The minutes ticked away. At first Honey was impatient, wondering how long Booker and Rosie would keep this up. Then she noticed that the friend who’d come along with them had started to cry as well. She stopped thinking about how much time was passing by and started thinking about family. She figured she might’ve felt the same way if she hadn’t seen her own mother for so many years. She realized then that some people just don’t know how important it is to have a family. Even if all you have is a cousin here or there, that’s still a blessing. People might argue, but you can’t take it to heart, not if it’s family. To her surprise, Honey found herself crying as well.

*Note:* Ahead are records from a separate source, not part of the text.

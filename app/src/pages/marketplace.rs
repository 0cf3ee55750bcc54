use dioxus::prelude::*;
use nft_market_api::prelude::*;

use crate::components::{NftCard, SoftNotice, Spinner};
use crate::hooks::{buy_item, use_marketplace};
use crate::WalletState;

#[component]
pub fn Marketplace() -> Element {
    let wallet = use_context::<Signal<WalletState>>();
    let config = use_context::<MarketConfig>();
    let (state, mut resource) = use_marketplace();
    // Listing id of the purchase in flight.
    let mut buying = use_signal(|| None::<u64>);
    let mut error = use_signal(|| None::<String>);

    let on_buy = use_callback(move |item: NftItem| {
        let Some(buyer) = wallet.read().address else {
            error.set(Some("Connect your wallet to buy".to_string()));
            return;
        };
        let config = config.clone();
        buying.set(item.listing_id);
        error.set(None);
        spawn(async move {
            let result = buy_item(&config, buyer, &item).await;
            buying.set(None);
            match result {
                Ok(()) => resource.restart(),
                Err(e) => {
                    tracing::error!("Purchase failed: {}", e);
                    error.set(Some(e));
                }
            }
        });
    });

    let state = state.read().clone();
    let connected = wallet.read().connected();

    rsx! {
        div { class: "max-w-6xl mx-auto",
            div { class: "flex justify-between items-center mb-8",
                h1 { class: "text-3xl font-bold", "Marketplace" }
                button {
                    class: "btn btn-secondary",
                    disabled: state.loading,
                    onclick: move |_| resource.restart(),
                    "Refresh"
                }
            }

            if let Some(e) = error() {
                p { class: "text-red-400 mb-4", "{e}" }
            }

            if state.unavailable {
                SoftNotice { feature: "The marketplace", on_retry: move |_| resource.restart() }
            } else if let Some(view) = state.data {
                if connected {
                    h2 { class: "text-xl font-semibold text-market-400 mb-4", "My listings" }
                    if view.mine.is_empty() {
                        p { class: "text-gray-500 mb-8", "You have nothing listed." }
                    } else {
                        div { class: "grid sm:grid-cols-2 lg:grid-cols-4 gap-6 mb-10",
                            for (key, item) in view.mine.iter().map(|item| (item.view_key(), item)) {
                                NftCard { key: "{key}", item: item.clone(),
                                    span { class: "text-xs text-gray-500", "Your listing" }
                                }
                            }
                        }
                    }
                }

                h2 { class: "text-xl font-semibold text-market-400 mb-4", "Listed NFTs" }
                if view.others.is_empty() {
                    p { class: "text-gray-500", "No NFTs are listed right now." }
                } else {
                    div { class: "grid sm:grid-cols-2 lg:grid-cols-4 gap-6",
                        for (key, item) in view.others.iter().map(|item| (item.view_key(), item)) {
                            NftCard { key: "{key}", item: item.clone(),
                                button {
                                    class: "btn btn-primary w-full",
                                    disabled: buying().is_some() || !connected,
                                    onclick: {
                                        let item = item.clone();
                                        move |_| on_buy.call(item.clone())
                                    },
                                    if buying().is_some() && buying() == item.listing_id { "Buying..." } else { "Buy" }
                                }
                            }
                        }
                    }
                }
            } else if state.loading {
                Spinner { label: "Loading listings..." }
            } else if let Some(e) = state.error {
                p { class: "text-red-400", "{e}" }
            }
        }
    }
}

Thirty minutes would pass before Booker and Rosie finally let go of each other. They climbed into the car and headed for Booker’s Place. When they arrived, the food had been laid out nicely. Booker took a plate and served Rosie. He wanted her to get the first bite of every dish. And even though all the guests invited already knew what the occasion was, Booker kept introducing Rosie to people and saying, “This my mama,” as though finally being able to say those words felt so good that he wanted to do it again and again.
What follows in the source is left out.